Standing Position (Tachii)
✎ 本文編集 (admin) 🖼 画像編集 (admin)Tachii, the standing position, denotes any coital posture in which both partners, or at least one, hold an upright (orthostatic) stance during union. It is one of the three basic postural families alongside the seated and recumbent positions, and it serves as the umbrella concept for a range of derivatives: ekiben (the “station-master carry”), standing rear-entry, wall-pinned penetration and others. In Japanese AV jargon it is valued as a group of postures that secure both immediacy and full-body visibility on camera.
Overview
The defining feature of the standing position is that the pelvis is raised off the ground by roughly the length of the thigh while the spine stays broadly parallel to the line of gravity. In the supine-based missionary posture, the receiver’s weight rests on the floor and the penetrating partner sustains movement with localized effort. In the standing position, by contrast, both partners’ weight is carried by the legs alone, so the antigravity muscles must work continuously and the biomechanical load is markedly higher. Classical taxonomies often placed it among the “difficult” or “advanced” postures for this reason.
What separates it from the seated position is the absence of a base of support under the lower trunk: a chair, floor or bathtub rim fixes the pelvis in seated forms, whereas the standing position must generate thrusting from lumbar flexion and hip motion alone. What separates it from recumbent forms is mobility. Standing union can continue while the partners move (the walking union popularly called ekiben), a trait unique among the three families.
Etymology
The word tachii comes from modern Japanese medical usage, from the threefold postural classification of anatomy and kinesiology: standing, sitting and recumbent. Its transfer into the vocabulary of coital posture is generally traced to late-Meiji and Taishō translations of Western sexology, where it served as the rendering of “standing coitus.” In earlier shunga and erotic books, standing union was described only in prose (“while standing,” “with the knee raised”), with no fixed name as a posture type. English distinguishes the plain standing position from the standing carry and standing rear-entry; Latinate forensic texts use the older coitus stans.
Mechanics
The penetrating partner supports their own weight on both legs while generating thrust from anteroposterior pelvic motion. The prime movers are the leg extensors (quadriceps, gluteus maximus, biceps femoris, soleus), reinforced by sustained trunk stabilization from the transversus abdominis and erector spinae. As thrusting continues, shear stress on the knee rises, and prolonged effort can strain the meniscus and the anterior cruciate ligament.
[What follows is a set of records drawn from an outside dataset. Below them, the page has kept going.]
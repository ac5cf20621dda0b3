//! Workflow document parsing, validation, and loading from disk.
//!
//! Converts YAML into a `WorkflowConfig` and validates structural
//! constraints up front: a non-empty name, at least one step, and every step
//! shape (including nested bodies) parsing into a known kind.

use std::path::{Path, PathBuf};

use cadence_types::state::WorkflowIdentity;
use cadence_types::step::{Step, StepSpec};
use cadence_types::workflow::WorkflowConfig;

use super::classifier;
use super::error::WorkflowError;

// ---------------------------------------------------------------------------
// Workflow
// ---------------------------------------------------------------------------

/// A loaded workflow: its document plus where it lives.
#[derive(Debug, Clone)]
pub struct Workflow {
    pub config: WorkflowConfig,
    /// Absolute path to the document.
    pub path: PathBuf,
    /// Directory step lookups are relative to.
    pub dir: PathBuf,
    pub identity: WorkflowIdentity,
}

impl Workflow {
    pub fn new(config: WorkflowConfig, path: PathBuf, identity: WorkflowIdentity) -> Self {
        let dir = path
            .parent()
            .map(Path::to_path_buf)
            .unwrap_or_else(|| PathBuf::from("."));
        Self {
            config,
            path,
            dir,
            identity,
        }
    }

    /// Whether a target resource is bound (disables glob expansion).
    pub fn has_resource(&self) -> bool {
        self.config
            .target
            .as_deref()
            .is_some_and(|t| !t.trim().is_empty())
    }

    pub fn name(&self) -> &str {
        &self.config.name
    }
}

// ---------------------------------------------------------------------------
// Parsing
// ---------------------------------------------------------------------------

/// Parse a YAML string into a validated `WorkflowConfig`.
pub fn parse_workflow_yaml(yaml: &str) -> Result<WorkflowConfig, WorkflowError> {
    let config: WorkflowConfig = serde_yaml_ng::from_str(yaml)
        .map_err(|e| WorkflowError::Configuration(format!("parse error: {e}")))?;
    validate_workflow(&config)?;
    Ok(config)
}

/// Read and parse the workflow document at `path`.
///
/// Returns the config and the canonicalized path.
pub fn load_workflow_file(path: &Path) -> Result<(WorkflowConfig, PathBuf), WorkflowError> {
    let yaml = std::fs::read_to_string(path).map_err(|e| {
        WorkflowError::Configuration(format!("cannot read {}: {e}", path.display()))
    })?;
    let config = parse_workflow_yaml(&yaml)?;
    let absolute = std::fs::canonicalize(path).unwrap_or_else(|_| path.to_path_buf());
    Ok((config, absolute))
}

// ---------------------------------------------------------------------------
// Validation
// ---------------------------------------------------------------------------

/// Validate structural constraints on a `WorkflowConfig`.
pub fn validate_workflow(config: &WorkflowConfig) -> Result<(), WorkflowError> {
    if config.name.trim().is_empty() {
        return Err(WorkflowError::Configuration(
            "workflow name must not be empty".to_string(),
        ));
    }
    if config.steps.is_empty() {
        return Err(WorkflowError::Configuration(
            "workflow must have at least one step".to_string(),
        ));
    }

    let has_resource = config.target.as_deref().is_some_and(|t| !t.trim().is_empty());
    for (phase, steps) in [
        ("pre_processing", &config.pre_processing),
        ("steps", &config.steps),
        ("post_processing", &config.post_processing),
    ] {
        for (index, spec) in steps.iter().enumerate() {
            validate_spec(spec, has_resource).map_err(|e| {
                WorkflowError::Configuration(format!("{phase}[{index}]: {e}"))
            })?;
        }
    }
    Ok(())
}

fn validate_spec(spec: &StepSpec, has_resource: bool) -> Result<(), String> {
    let step = classifier::parse(spec, has_resource).map_err(|e| e.to_string())?;
    let nested: Vec<&StepSpec> = match &step {
        Step::Parallel(items) => items.iter().collect(),
        Step::Conditional(c) => c.then_steps.iter().chain(&c.else_steps).collect(),
        Step::Case(c) => c
            .branches
            .iter()
            .flat_map(|(_, steps)| steps)
            .chain(&c.else_steps)
            .collect(),
        Step::Iteration(it) => it.steps.iter().collect(),
        Step::Labeled { inner, .. } => vec![inner.as_ref()],
        _ => Vec::new(),
    };
    nested
        .into_iter()
        .try_for_each(|s| validate_spec(s, has_resource))
}

#[cfg(test)]
mod tests {
    use super::*;

    #[test]
    fn parses_valid_document() {
        let yaml = r#"
name: triage
target: issue-42
steps:
  - fetch
  - if: "{{output.fetch}}"
    then:
      - classify
      - [notify_a, notify_b]
summary:
  print_response: true
"#;
        let config = parse_workflow_yaml(yaml).unwrap();
        assert_eq!(config.steps.len(), 2);
        assert!(config.step_config("summary").is_some());
    }

    #[test]
    fn rejects_empty_steps() {
        let err = parse_workflow_yaml("name: x\nsteps: []\n").unwrap_err();
        assert!(matches!(err, WorkflowError::Configuration(msg) if msg.contains("at least one step")));
    }

    #[test]
    fn rejects_nested_malformed_step() {
        let yaml = r#"
name: bad
steps:
  - if: ready
    then:
      - each: items
        steps: [work]
"#;
        let err = parse_workflow_yaml(yaml).unwrap_err();
        assert!(matches!(err, WorkflowError::Configuration(msg) if msg.contains("steps[0]")));
    }

    #[test]
    fn loads_file_and_resolves_dir() {
        let dir = tempfile::tempdir().unwrap();
        let path = dir.path().join("workflow.yml");
        std::fs::write(&path, "name: demo\nsteps: [hello]\n").unwrap();

        let (config, absolute) = load_workflow_file(&path).unwrap();
        let workflow = Workflow::new(
            config,
            absolute.clone(),
            WorkflowIdentity {
                name: "demo".into(),
                path: absolute.display().to_string(),
                key: "demo_000000000000".into(),
            },
        );
        assert_eq!(workflow.dir, absolute.parent().unwrap());
        assert!(!workflow.has_resource());
    }
}
//! Event bus for workflow lifecycle notifications.
//!
//! Provides an `EventBus` that distributes `WorkflowEvent` messages to all
//! subscribers via a `tokio::sync::broadcast` channel.

pub mod bus;

pub use bus::EventBus;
In the lift-based derivatives such as ekiben, the upper-limb flexors and the trapezius and latissimus are recruited, and depending on the partner’s weight the hold may become untenable within tens of seconds.
For the receiver, the reaction force of thrusting travels through the spine to the floor, so maintaining lumbar lordosis is essential. In the forward-leaning standing rear-entry, hamstring flexibility and lumbar mobility govern stability; in a lifted face-to-face form the receiver yields posture to the partner but loses control over the height of union.
Differences in height and weight directly determine whether the position is workable. When the height gap falls roughly within ten to twenty centimetres, the pelvises align naturally without forced leaning or tiptoeing. A larger gap requires a step (a bathtub rim, a bed frame) to correct the height, which is why bathrooms, entryways and staircases recur as settings.
Derivative forms
Standing-based derivatives sort along three axes: direction of union (face-to-face or rear), mode of support (self-standing or lifted), and mobility (static or walking).
- Ekiben: the penetrating partner lifts the receiver fully, who locks both legs around the partner’s hips. Its tolerance of walking union makes it the purest standing form.
- Ne-ekiben: from the ekiben hold the penetrating partner falls backward into a recumbent transition.
- Standing rear-entry: the receiver leans forward standing while the partner enters from behind, a high-immediacy staple of AV and adult manga.
- Wall-pinned penetration: the receiver is pressed against a wall whose reaction force substitutes for a base of support, easing the penetrator’s leg load.
These are not mutually exclusive; in filming they flow continuously through position changes.
Cultural history
In Edo ukiyo-e shunga the standing position was a compositional challenge. A recumbent pair can be handled as a single horizontal mass, but a standing pair demands a vertical composition and a deliberate distortion of posture to place the union at centre frame. Standing scenes do appear in the erotic books of Suzuki Harunobu, Utamaro and Hokusai, but most are tied to voyeuristic staging (a loosened robe, a glimpse through a blind) rather than to posture documentation. With the decline of shunga in the Meiji period, standing depiction migrated to photographs, postcards and bedroom manuals.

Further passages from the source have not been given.